Comment pouvait-il en être autrement quand même les étrangers, quand ils étaient suffisamment informés, s’étonnaient que des insurrections n’aient pas déjà eu lieu. Cinq ans après, dans l’été 1950, j’étais allé en Europe au Congrès de l’Union Internationale des Etudiants pour représenter l’AEMAN (Association des Etudiants Musulmans de l’Afrique du Nord) dont j’étais le président. Après mon allocution où j’avais parlé du 8 mai 1945 en indiquant le chiffre donné par les organisations nationales de quarante mille (40 000) victimes, plusieurs délégués d’Europe sont venus me trouver pour me demander si le texte imprimé que j’avais distribué ne contenait pas une erreur sur le nombre de zéros. L’énormité du massacre leur paraissait impensable. Quand je leur ai confirmé et expliqué les faits, deux d’entre eux se sont exclamés « Mais pourquoi n’avez-vous pas pris les armes pour vous libérer ? » Ils pensaient aux résistances d’Europe contre l’occupation nazie ou à la première guerre du Viet Nam qui faisait rage. « Ce n’est pas l’envie qui en manque aux jeunes algériens, leur ai-je dit, mais ce n’est pas si simple d’y arriver ». Et leur ai cité l’exemple de l’OS qui venait d’être démantelée par la police française.

Les faits nous avaient montré en effet en 1945 (comme ils le montreront plus tard avant et après le 1er novembre 1954) que l’articulation nécessaire entre l’action dans ses formes politiques non violentes et l’action dans ses formes armées (et néanmoins politiques dans leur contenu) est une question décisive mais également complexe et difficile à maîtriser. Le mouvement national a eu besoin d’accumuler les expériences. Le mois de mai 45 a été l’un des exemples de ces tâtonnements sur une voie que le mouvement algérien de libération n’avait pas encore exploré dans ses formes modernes, différentes de celles de la résistance à la conquête coloniale du 19ème siècle.

Tout cela mériterait études et recherches, pour sortir des exposés purement triomphalistes et qui présentent de façon simpliste les cheminements vers l’option et la concrétisation de la lutte armée, abordée isolément ou en opposition avec le reste des formes de lutte et motivations de tout un peuple.

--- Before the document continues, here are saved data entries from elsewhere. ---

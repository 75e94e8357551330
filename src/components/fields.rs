use web_sys::HtmlInputElement;
use yew::prelude::*;

use crate::format::{format_input_keep_caret, NumericCaretFormatter};

/// Input handler that mirrors the field's text into `state`.
pub fn bind_text(state: &UseStateHandle<String>) -> Callback<InputEvent> {
    let state = state.clone();
    Callback::from(move |e: InputEvent| {
        let input: HtmlInputElement = e.target_unchecked_into();
        state.set(input.value());
    })
}

pub fn bind_checked(state: &UseStateHandle<bool>) -> Callback<Event> {
    let state = state.clone();
    Callback::from(move |e: Event| {
        let input: HtmlInputElement = e.target_unchecked_into();
        state.set(input.checked());
    })
}

#[derive(Properties, PartialEq)]
pub struct NumericFieldProps {
    pub id: AttrValue,
    pub label: AttrValue,
    pub value: String,
    pub on_change: Callback<String>,
    #[prop_or_default]
    pub placeholder: AttrValue,
    #[prop_or_default]
    pub suffix: Option<AttrValue>,
}

/// Text input that regroups digits on every keystroke without moving the
/// caret off the digit being typed.
#[function_component(NumericField)]
pub fn numeric_field(props: &NumericFieldProps) -> Html {
    let oninput = {
        let on_change = props.on_change.clone();
        Callback::from(move |e: InputEvent| {
            let input: HtmlInputElement = e.target_unchecked_into();
            format_input_keep_caret(&input, &NumericCaretFormatter::default());
            on_change.emit(input.value());
        })
    };

    html! {
        <label class="field" for={props.id.clone()}>
            <span class="field__label">{ props.label.clone() }</span>
            <span class="field__control">
                <input
                    id={props.id.clone()}
                    type="text"
                    inputmode="numeric"
                    autocomplete="off"
                    placeholder={props.placeholder.clone()}
                    value={props.value.clone()}
                    {oninput}
                />
                if let Some(suffix) = &props.suffix {
                    <span class="field__suffix">{ suffix.clone() }</span>
                }
            </span>
        </label>
    }
}
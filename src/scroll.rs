use gloo_timers::callback::Timeout;
use wasm_bindgen::JsCast;
use web_sys::{window, FocusOptions, HtmlElement, ScrollBehavior, ScrollToOptions};

use crate::config::{SCROLL_FOCUS_DELAY_MS, SCROLL_HEADER_GAP};
use crate::recommend::Track;

/// Where a call-to-action sends the visitor.
#[derive(Debug, Clone, Copy, PartialEq, Eq)]
pub enum ScrollTarget {
    Section(&'static str),
    /// Lead form, preset to the given track.
    LeadForm(Track),
    CaseForm,
}

impl ScrollTarget {
    pub fn section_id(self) -> &'static str {
        match self {
            ScrollTarget::Section(id) => id,
            ScrollTarget::LeadForm(_) => "form",
            ScrollTarget::CaseForm => "case",
        }
    }

    pub fn focus_selector(self) -> Option<&'static str> {
        match self {
            ScrollTarget::Section(_) => None,
            ScrollTarget::LeadForm(_) => Some("#company"),
            ScrollTarget::CaseForm => Some("#caseCompany"),
        }
    }
}

/// Document offset to scroll to so a section starts just below the sticky
/// header.
pub fn target_scroll_top(scroll_y: f64, element_top: f64, header_height: f64) -> f64 {
    let offset = header_height.ceil() + SCROLL_HEADER_GAP;
    (scroll_y + element_top - offset).max(0.0)
}

fn header_height() -> f64 {
    window()
        .and_then(|w| w.document())
        .and_then(|d| d.query_selector(".header").ok().flatten())
        .map(|header| header.get_bounding_client_rect().height())
        .unwrap_or(0.0)
}

/// Smooth-scrolls to the element with `id`. When `focus_selector` is given,
/// that element receives focus once the scroll has had time to settle.
pub fn scroll_to_section(id: &str, focus_selector: Option<&'static str>) {
    let Some(window) = window() else { return };
    let Some(document) = window.document() else { return };
    let Some(section) = document.get_element_by_id(id) else {
        log::debug!("scroll target #{} not found", id);
        return;
    };

    let top = target_scroll_top(
        window.scroll_y().unwrap_or(0.0),
        section.get_bounding_client_rect().top(),
        header_height(),
    );

    let mut options = ScrollToOptions::new();
    options.top(top).behavior(ScrollBehavior::Smooth);
    window.scroll_to_with_scroll_to_options(&options);

    if let Some(selector) = focus_selector {
        Timeout::new(SCROLL_FOCUS_DELAY_MS, move || focus_without_scroll(selector)).forget();
    }
}

pub fn scroll_to(target: ScrollTarget) {
    scroll_to_section(target.section_id(), target.focus_selector());
}

pub fn focus_without_scroll(selector: &str) {
    let target = window()
        .and_then(|w| w.document())
        .and_then(|d| d.query_selector(selector).ok().flatten())
        .and_then(|el| el.dyn_into::<HtmlElement>().ok());
    if let Some(el) = target {
        let mut options = FocusOptions::new();
        options.prevent_scroll(true);
        let _ = el.focus_with_options(&options);
    }
}

#[cfg(test)]
mod tests {
    use super::*;

    #[test]
    fn leaves_room_for_header() {
        assert_eq!(target_scroll_top(1000.0, 400.0, 64.0), 1324.0);
    }

    #[test]
    fn rounds_header_height_up() {
        assert_eq!(target_scroll_top(0.0, 500.0, 63.2), 424.0);
    }

    #[test]
    fn form_targets_focus_first_field() {
        let lead = ScrollTarget::LeadForm(Track::Solution);
        assert_eq!(lead.section_id(), "form");
        assert_eq!(lead.focus_selector(), Some("#company"));
        assert_eq!(ScrollTarget::CaseForm.focus_selector(), Some("#caseCompany"));
        assert_eq!(ScrollTarget::Section("faq").focus_selector(), None);
    }

    #[test]
    fn never_scrolls_above_the_page() {
        assert_eq!(target_scroll_top(0.0, 20.0, 64.0), 0.0);
    }
}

A ce propos et délibérément, je n’ai pas abordé dans ce témoignage des aspects, et analyses qui ont leur importance et avaient fait problème: la gestion des évènements et des évolutions par les différents acteurs politiques nationaux, telle que je l’avais perçue alors ou telle qu’elle m’est apparue plus tard à la lumière de nouvelles informations et d’expériences ultérieures.

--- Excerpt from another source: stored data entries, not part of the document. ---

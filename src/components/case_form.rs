use wasm_bindgen_futures::spawn_local;
use yew::prelude::*;

use crate::components::fields::{bind_checked, bind_text};
use crate::submit::{outcome_toast, CaseRequest, FormState, Transport, CASE_SUCCESS_TOAST};

#[derive(Properties, PartialEq)]
pub struct CaseFormProps {
    pub on_toast: Callback<String>,
}

/// Request form for the emailed case-study report.
#[function_component(CaseForm)]
pub fn case_form(props: &CaseFormProps) -> Html {
    let company = use_state(String::new);
    let email = use_state(String::new);
    let industry = use_state(String::new);
    let agree = use_state(|| false);
    let state = use_state(FormState::default);

    let onsubmit = {
        let company = company.clone();
        let email = email.clone();
        let industry = industry.clone();
        let agree = agree.clone();
        let state = state.clone();
        let on_toast = props.on_toast.clone();
        Callback::from(move |e: SubmitEvent| {
            e.prevent_default();
            if state.loading {
                return;
            }

            let mut next = *state;
            if let Err(err) = next.begin(*agree) {
                on_toast.emit(err.to_string());
                return;
            }
            state.set(next);

            let request = CaseRequest {
                company: company.trim().to_string(),
                email: email.trim().to_string(),
                industry: industry.trim().to_string(),
            };

            let company = company.clone();
            let email = email.clone();
            let industry = industry.clone();
            let agree = agree.clone();
            let state = state.clone();
            let on_toast = on_toast.clone();
            spawn_local(async move {
                let result = Transport::for_case_requests().send(&request).await;
                if let Err(err) = &result {
                    log::error!("case request failed: {}", err);
                }

                let mut done = next;
                done.finish(&result);
                state.set(done);
                on_toast.emit(outcome_toast(&result, CASE_SUCCESS_TOAST));

                if result.is_ok() {
                    company.set(String::new());
                    email.set(String::new());
                    industry.set(String::new());
                    agree.set(false);
                }
            });
        })
    };

    let on_again = {
        let state = state.clone();
        Callback::from(move |_: MouseEvent| {
            let mut next = *state;
            next.reset();
            state.set(next);
        })
    };

    html! {
        <section id="case" class="section case">
            <h2 class="section__title">{"업종별 성과 사례 받기"}</h2>
            <p class="section__lead">{"비슷한 규모의 광고주가 CPA를 어떻게 낮췄는지 리포트로 보내드려요."}</p>

            if state.succeeded {
                <div class="success-panel" role="status">
                    <p>{"리포트 요청이 접수됐어요. 메일함을 확인해주세요."}</p>
                    <button type="button" class="btn btn--ghost" onclick={on_again}>{"다시 작성하기"}</button>
                </div>
            }

            <form id="caseForm" class="form" {onsubmit} novalidate={true}>
                <label class="field" for="caseCompany">
                    <span class="field__label">{"회사명"}</span>
                    <input id="caseCompany" type="text" value={(*company).clone()} oninput={bind_text(&company)} />
                </label>
                <label class="field" for="caseEmail">
                    <span class="field__label">{"이메일"}</span>
                    <input id="caseEmail" type="email" value={(*email).clone()} oninput={bind_text(&email)} />
                </label>
                <label class="field" for="caseIndustry">
                    <span class="field__label">{"업종"}</span>
                    <input id="caseIndustry" type="text" value={(*industry).clone()} oninput={bind_text(&industry)} />
                </label>

                <label class="check">
                    <input id="caseAgree" type="checkbox" checked={*agree} onchange={bind_checked(&agree)} />
                    <span>{"개인정보 수집·이용에 동의합니다."}</span>
                </label>

                <button
                    type="submit"
                    class={classes!("btn", "btn--primary", state.loading.then(|| "is-loading"))}
                    disabled={state.loading}
                >
                    {"리포트 받기"}
                </button>
            </form>
        </section>
    }
}
use web_sys::HtmlInputElement;
use yew::prelude::*;

use crate::components::fields::NumericField;
use crate::format::{group_digits, to_amount, DEFAULT_SEPARATOR};
use crate::recommend::{Complexity, Recommendation, RecommendationEngine, Track};
use crate::scroll::{focus_without_scroll, ScrollTarget};

const IDLE_TEXT: &str = "값을 입력하면 계약 CPA가 표시됩니다.";
const INVALID_TEXT: &str = "월 광고비와 월 계약 수를 입력해주세요.";

#[derive(Clone, PartialEq)]
enum CalcResult {
    Idle,
    Invalid,
    Recommended(Recommendation),
}

#[derive(Properties, PartialEq)]
pub struct CalculatorProps {
    pub on_toast: Callback<String>,
    pub on_navigate: Callback<ScrollTarget>,
}

#[function_component(Calculator)]
pub fn calculator(props: &CalculatorProps) -> Html {
    let ad_cost = use_state(String::new);
    let contracts = use_state(String::new);
    let complexity = use_state(|| None::<Complexity>);
    let result = use_state(|| CalcResult::Idle);
    let threshold = group_digits(RecommendationEngine::default().threshold(), DEFAULT_SEPARATOR);

    let onsubmit = {
        let ad_cost = ad_cost.clone();
        let contracts = contracts.clone();
        let complexity = complexity.clone();
        let result = result.clone();
        let on_toast = props.on_toast.clone();
        Callback::from(move |e: SubmitEvent| {
            e.prevent_default();
            let engine = RecommendationEngine::default();
            match engine.recommend(to_amount(&ad_cost), to_amount(&contracts), *complexity) {
                Ok(rec) => {
                    log::info!("calculated cpa {} -> {}", rec.cpa, rec.track);
                    result.set(CalcResult::Recommended(rec));
                }
                Err(err) => {
                    result.set(CalcResult::Invalid);
                    on_toast.emit(err.to_string());
                }
            }
        })
    };

    let on_reset = {
        let ad_cost = ad_cost.clone();
        let contracts = contracts.clone();
        let complexity = complexity.clone();
        let result = result.clone();
        Callback::from(move |_: MouseEvent| {
            ad_cost.set(String::new());
            contracts.set(String::new());
            complexity.set(None);
            result.set(CalcResult::Idle);
            focus_without_scroll("#adCost");
        })
    };

    let on_complexity = {
        let complexity = complexity.clone();
        Callback::from(move |e: Event| {
            let input: HtmlInputElement = e.target_unchecked_into();
            complexity.set(Some(if input.checked() { Complexity::Yes } else { Complexity::No }));
        })
    };

    let (result_text, recommended_track) = match &*result {
        CalcResult::Idle => (IDLE_TEXT.to_string(), None),
        CalcResult::Invalid => (INVALID_TEXT.to_string(), None),
        CalcResult::Recommended(rec) => (rec.message.clone(), Some(rec.track)),
    };

    let on_primary = {
        let on_navigate = props.on_navigate.clone();
        let track = recommended_track.unwrap_or(Track::Agency);
        Callback::from(move |e: MouseEvent| {
            e.prevent_default();
            on_navigate.emit(ScrollTarget::LeadForm(track));
        })
    };

    html! {
        <form id="calcForm" class="calc" onsubmit={onsubmit} novalidate={true}>
            <div class="calc__fields">
                <NumericField
                    id="adCost"
                    label="월 광고비"
                    placeholder="예: 5,000,000"
                    suffix={Some(AttrValue::from("원"))}
                    value={(*ad_cost).clone()}
                    on_change={{ let ad_cost = ad_cost.clone(); Callback::from(move |v: String| ad_cost.set(v)) }}
                />
                <NumericField
                    id="contracts"
                    label="월 계약 수"
                    placeholder="예: 12"
                    suffix={Some(AttrValue::from("건"))}
                    value={(*contracts).clone()}
                    on_change={{ let contracts = contracts.clone(); Callback::from(move |v: String| contracts.set(v)) }}
                />
                <label class="check">
                    <input
                        id="complexity"
                        type="checkbox"
                        checked={*complexity == Some(Complexity::Yes)}
                        onchange={on_complexity}
                    />
                    <span>{"채널·상품 구성이 복잡한 편이에요"}</span>
                </label>
            </div>

            <div class="calc__buttons">
                <button type="submit" class="btn btn--primary">{"계산하기"}</button>
                <button id="calcReset" type="button" class="btn btn--ghost" onclick={on_reset}>{"초기화"}</button>
            </div>

            <p id="result" class="calc__result" aria-live="polite">{ result_text }</p>

            <ul id="calcTips" class="calc__tips" hidden={recommended_track.is_some()}>
                <li>{"광고비는 부가세 제외 금액 기준으로 입력하세요."}</li>
                <li>{"계약 수는 같은 기간에 실제 체결된 건수입니다."}</li>
                <li>{ format!("계약 CPA가 ₩ {} 이상이면 솔루션 데모를 추천해요.", threshold) }</li>
            </ul>

            <div id="calcActions" class="calc__actions" hidden={recommended_track.is_none()}>
                <button
                    id="calcPrimary"
                    type="button"
                    class="btn btn--primary"
                    onclick={on_primary}
                >
                    { recommended_track.map(Track::cta_label).unwrap_or("상담하러가기") }
                </button>
            </div>
        </form>
    }
}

Que penser par exemple des analyses des dirigeants du PCA tels que Amar Ouzegane (et de ses inspirateurs au PCF tels que André Marty), qui à l’époque avaient d’abord attribué la responsabilité de ces évènements à des provocations nationalistes qui auraient fait le jeu de la grosse colonisation et du nazisme, avant de revenir sur cette erreur grossière et d’engager une campagne de masse contre la répression colonialiste et l’amnistie en faveur de tous les emprisonnés et condamnés ? A ce propos, j’ai toujours été intrigué par le fait que des dirigeants nationalistes n’ont cessé d’occulter le rôle majeur de Ouzegane dans ces prises de position sectaires et erronées. J’ai entendu souvent et directement à cette époque ses discours antinationalistes imprégnés d’une grande hargne personnelle allant au-delà de convictions collectives. D’autant plus intrigant que cette occultation assumée et prolongée par la même personnalité dans ses publications et mémoires, s’est accompagnée de façon récurrente dans certains milieux de vives critiques paradoxalement dirigées contre les orientations ultérieures qui ont remis ce parti sur les rails de positions nationales en condamnant les erreurs que le principal concerné s’était refusé à reconnaître.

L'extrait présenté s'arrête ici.